The conflict with the Palestinians

If the “long night” were the confrontation with the Palestinians, the “good morning” is still a long way off. As long as the Israeli side wants peace and the Palestinian side wants a future without Jews, peaceful coexistence, let alone a solution to the conflict, is unthinkable. The fact that hardly any two Israelis agree on what “peace” means, how it is to be achieved, or who is to blame for its loss, does not change this. Crucially, the Hamas charter, quoting a hadith, demands in Article 7 that all Jews up to the very last of them must be destroyed.

The Arab-Israeli Conflict

The long night of the Arab-Israeli conflict, on the other hand, was broken by the declaration of the so-called “Abraham Accords.” The Gulf states of Bahrain and the United Arab Emirates, as well as Sudan and Morocco, have thus sent an unmistakable signal to the Palestinians that they no longer want to be held hostage to a “Palestinian cause” with regard to their relationship with the Jewish state. Politicians who have claimed that no Arab state would ever make peace with Israel as long as the Palestinian issue remained unresolved must admit their error.

Netanyahu’s term in office

The start of the new coalition government under Naftali Bennet and Ya’ir Lapid might also be seen as a “good morning” after a “long night”. However, it remains to be seen to what extent the Bennet/Lapid government will prove to be a positive alternative to Netanyahu’s term in office.

This coalition, which has nothing in common except its dislike of Benjamin Netanyahu, has already exceeded all expectations in terms of its lifetime. Should the individual ministers succeed in their efforts to prove themselves competent and to do some good for Israeli society, this astonishing political alliance could actually yield some good for the modern Jewish state.

What is certain is that the coalition under Bennet and Lapid has already exposed as liars all those critics who have called the Jewish state of Israel “racist” or an “apartheid regime.”

The long night of the Corona pandemic

That “everything in Israel is supposed to be vaccinated through” is something I learned during my lecture tour in Germany. In Israel itself, this idea would hardly occur to anyone. More realistic appear data that should actually be accessible to everyone via Google. They state that on November 23, 2021, 68.1 percent of Israelis had received a first vaccination dose (in Germany: 70.6%), 62.6 percent were fully vaccinated (in Germany: 68%), and 44.0 percent had received a booster (in Germany: 8%).

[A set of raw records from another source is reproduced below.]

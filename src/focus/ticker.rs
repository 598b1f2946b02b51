//! One-second tick driver.
//!
//! The ticker holds at most one pending deadline. Callers pass the current
//! instant in, which keeps the driver deterministic under test.

use std::time::{Duration, Instant};

/// Fixed cadence of the session clock.
pub const TICK_PERIOD: Duration = Duration::from_secs(1);

/// Schedules ticks for a running session.
#[derive(Debug, Clone, Default)]
pub struct Ticker {
    next: Option<Instant>,
}

impl Ticker {
    #[must_use]
    pub const fn new() -> Self {
        Self { next: None }
    }

    /// Schedule the next tick one period from `now`, unless one is already pending.
    pub fn arm(&mut self, now: Instant) {
        if self.next.is_none() {
            self.next = Some(now + TICK_PERIOD);
        }
    }

    /// Drop the pending tick, if any.
    pub fn cancel(&mut self) {
        self.next = None;
    }

    #[must_use]
    pub const fn is_armed(&self) -> bool {
        self.next.is_some()
    }

    /// Number of ticks due at `now`.
    ///
    /// Each due tick advances the deadline by one period, so a late poll
    /// catches up instead of dropping seconds. A cancelled ticker reports 0.
    pub fn poll(&mut self, now: Instant) -> u32 {
        let Some(mut deadline) = self.next else {
            return 0;
        };

        let mut due = 0;
        while deadline <= now {
            due += 1;
            deadline += TICK_PERIOD;
        }
        self.next = Some(deadline);
        due
    }

    /// Time until the pending tick, or `None` when nothing is scheduled.
    #[must_use]
    pub fn time_until(&self, now: Instant) -> Option<Duration> {
        self.next.map(|deadline| deadline.saturating_duration_since(now))
    }
}
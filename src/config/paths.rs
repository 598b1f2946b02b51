//! Path resolution for pomo configuration.
//!
//! pomo keeps its files in `~/.pomo/` unless another root is given with
//! `--home` or `POMO_HOME`:
//! - `config.yaml` - durations, output and notification settings

use std::path::PathBuf;

use crate::error::PomoError;

/// Paths to pomo's configuration files.
#[derive(Debug, Clone)]
pub struct Paths {
    /// Root directory: `~/.pomo/`
    pub root: PathBuf,
    /// Config file: `~/.pomo/config.yaml`
    pub config_file: PathBuf,
}

impl Paths {
    /// Create paths based on the user's home directory.
    ///
    /// # Errors
    ///
    /// Returns an error if the home directory cannot be determined.
    pub fn new() -> Result<Self, PomoError> {
        let home = std::env::var("HOME")
            .map_err(|_| PomoError::Config("Could not determine home directory".to_string()))?;

        Ok(Self::with_root(PathBuf::from(home).join(".pomo")))
    }

    /// Resolve paths from an optional override root, falling back to `~/.pomo/`.
    ///
    /// # Errors
    ///
    /// Returns an error if no override is given and the home directory cannot be determined.
    pub fn resolve(root: Option<PathBuf>) -> Result<Self, PomoError> {
        root.map_or_else(Self::new, |root| Ok(Self::with_root(root)))
    }

    /// Create paths with a custom root directory.
    #[must_use]
    pub fn with_root(root: PathBuf) -> Self {
        Self {
            config_file: root.join("config.yaml"),
            root,
        }
    }

    /// Ensure the root directory exists.
    ///
    /// # Errors
    ///
    /// Returns an error if directory creation fails.
    pub fn ensure_dirs(&self) -> Result<(), PomoError> {
        if !self.root.exists() {
            std::fs::create_dir_all(&self.root).map_err(|e| {
                PomoError::Config(format!(
                    "Failed to create directory {}: {e}",
                    self.root.display()
                ))
            })?;
        }
        Ok(())
    }
}

#[cfg(test)]
mod tests {
    use super::*;
    use tempfile::TempDir;

    #[test]
    fn test_paths_with_root() {
        let root = PathBuf::from("/tmp/test-pomo");
        let paths = Paths::with_root(root.clone());

        assert_eq!(paths.root, root);
        assert_eq!(paths.config_file, root.join("config.yaml"));
    }

    #[test]
    fn test_resolve_prefers_override() {
        let root = PathBuf::from("/tmp/elsewhere");
        let paths = Paths::resolve(Some(root.clone())).unwrap();
        assert_eq!(paths.root, root);
    }

    #[test]
    fn test_ensure_dirs() {
        let temp_dir = TempDir::new().unwrap();
        let paths = Paths::with_root(temp_dir.path().join("nested").join("pomo"));

        paths.ensure_dirs().unwrap();

        assert!(paths.root.exists());
    }
}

With a frown, Israel’s media report how in Germany anti-vaccinationists and anti-Semites appear side by side to demonstrate against “Coronazis”. “As in Israel,” reports the left-liberal daily HaAretz, “people refusing to get inoculated, in Germany too demonstrators have worn yellow Star of David badges and compared themselves to the Jewish victims of the Nazis.” In Israel, the Corona measures are as hotly debated as anywhere else in the world, and the fact remains: There is still no light in sight at the end of the Corona Tunnel.

The return from the diaspora

For the Jewish people, the darkest night was definitely their worldwide dispersion since the destruction of Solomon’s Temple in the 6th century BCE. For anyone who takes the predictions of the Old Testament prophets seriously, the developments of the past two centuries are breathtaking. At the beginning of the 21st century CE, for the first time in two and a half millennia, the largest assembly of Jewish people is once again living in the land of Israel.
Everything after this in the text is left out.